Her first task was to get noticed, which she accomplished in stellar fashion last Saturday.

“I thought, ‘Wow, that was pretty raunchy stuff,’ ” said Lewis Gould, a retired University of Texas history professor who is editing a series of books on first ladies for the University Press of Kansas. “Now the challenge is to see whether she can take that opportunity and turn it into a legacy.”

The very idea of a first lady leaving a lasting mark is a fairly modern invention. Although Eleanor Roosevelt was famous for her devotion to civil rights, world peace and liberalism in general, Gould said, it was not until Lady Bird Johnson -- and her mission to beautify America -- came along that the first lady had a structured work environment, with a chief of staff, press secretary and policy advisors.
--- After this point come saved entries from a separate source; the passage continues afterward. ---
use serde::Serialize;

use crate::errors::InvalidThreshold;
use crate::faces::signature::{euclidean_distance, FaceSignature};

/// Usual cut-off for 128-dimensional dlib embeddings.
pub const DEFAULT_MATCH_THRESHOLD: f64 = 0.6;

/// Largest Euclidean distance still accepted as the same person.
#[derive(Debug, Clone, Copy, PartialEq, PartialOrd, Serialize)]
#[serde(transparent)]
pub struct MatchThreshold(f64);

impl MatchThreshold {
    pub fn new(value: f64) -> Result<Self, InvalidThreshold> {
        if value.is_finite() && value >= 0.0 {
            Ok(Self(value))
        } else {
            Err(InvalidThreshold(value))
        }
    }

    pub fn value(self) -> f64 {
        self.0
    }
}

impl Default for MatchThreshold {
    fn default() -> Self {
        Self(DEFAULT_MATCH_THRESHOLD)
    }
}

#[derive(Debug, Clone, Copy, PartialEq, Serialize)]
#[serde(tag = "outcome", rename_all = "snake_case")]
pub enum VerificationOutcome {
    Match { distance: f64 },
    NoMatch { distance: f64 },
    NoEnrollment,
}

impl VerificationOutcome {
    pub fn is_match(&self) -> bool {
        matches!(self, VerificationOutcome::Match { .. })
    }

    pub fn distance(&self) -> Option<f64> {
        match self {
            VerificationOutcome::Match { distance } | VerificationOutcome::NoMatch { distance } => {
                Some(*distance)
            }
            VerificationOutcome::NoEnrollment => None,
        }
    }
}

/// Compares a candidate against the enrolled signature.
///
/// A missing enrollment short-circuits to [`VerificationOutcome::NoEnrollment`].
/// Signatures of different dimensionality can never match and report an
/// infinite distance.
pub fn verify(
    stored: Option<&FaceSignature>,
    candidate: &FaceSignature,
    threshold: MatchThreshold,
) -> VerificationOutcome {
    let Some(stored) = stored else {
        return VerificationOutcome::NoEnrollment;
    };

    let distance = if stored.dimension() == candidate.dimension() {
        euclidean_distance(stored.values(), candidate.values())
    } else {
        f64::INFINITY
    };

    if distance <= threshold.value() {
        VerificationOutcome::Match { distance }
    } else {
        VerificationOutcome::NoMatch { distance }
    }
}
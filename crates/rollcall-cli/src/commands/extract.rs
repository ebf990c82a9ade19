use std::any::Any;
use std::process::ExitCode;

use crate::cli::{ExtractArgs, OutputMode};
use crate::commands::CommandHandler;
use crate::errors::AppResult;
use crate::output::render_extract;
use crate::workflow::{self, ExtractOutcome};

pub struct ExtractHandler {
    args: ExtractArgs,
    run: Box<dyn Fn(&ExtractArgs) -> AppResult<ExtractOutcome> + Send + Sync>,
    render: Box<dyn Fn(&ExtractOutcome, OutputMode, bool) -> AppResult<()> + Send + Sync>,
}

impl ExtractHandler {
    pub fn new(args: ExtractArgs) -> Self {
        Self::with_dependencies(args, workflow::run_extract, render_extract)
    }

    pub fn with_dependencies(
        args: ExtractArgs,
        run: impl Fn(&ExtractArgs) -> AppResult<ExtractOutcome> + Send + Sync + 'static,
        render: impl Fn(&ExtractOutcome, OutputMode, bool) -> AppResult<()> + Send + Sync + 'static,
    ) -> Self {
        Self {
            args,
            run: Box::new(run),
            render: Box::new(render),
        }
    }
}

impl CommandHandler for ExtractHandler {
    fn execute(&self, mode: OutputMode, verbose: bool) -> AppResult<ExitCode> {
        let outcome = (self.run)(&self.args)?;
        (self.render)(&outcome, mode, verbose)?;
        Ok(ExitCode::SUCCESS)
    }

    fn as_any(&self) -> &dyn Any {
        self
    }
}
Not that a staff makes it easy to be a presidential spouse. All modern first ladies have suffered with the double standard that attends a woman whose power is conferred by a husband’s success. “They say it’s almost impossible to satisfy the conflicting pressures,” said Gould. “If I do too much, I am intrusive. If I try to advise my husband, I am being pushy. If I don’t, then I am passive and don’t care. I can give great speeches, but the press says, ‘What’s your program?’ If I have a program, the White House advisors say you are not being the anti-Hillary that we want you to be.” (During President Clinton’s first term, his wife made a disastrous policy foray into health care, which was widely criticized as inappropriate because she was not an elected official.)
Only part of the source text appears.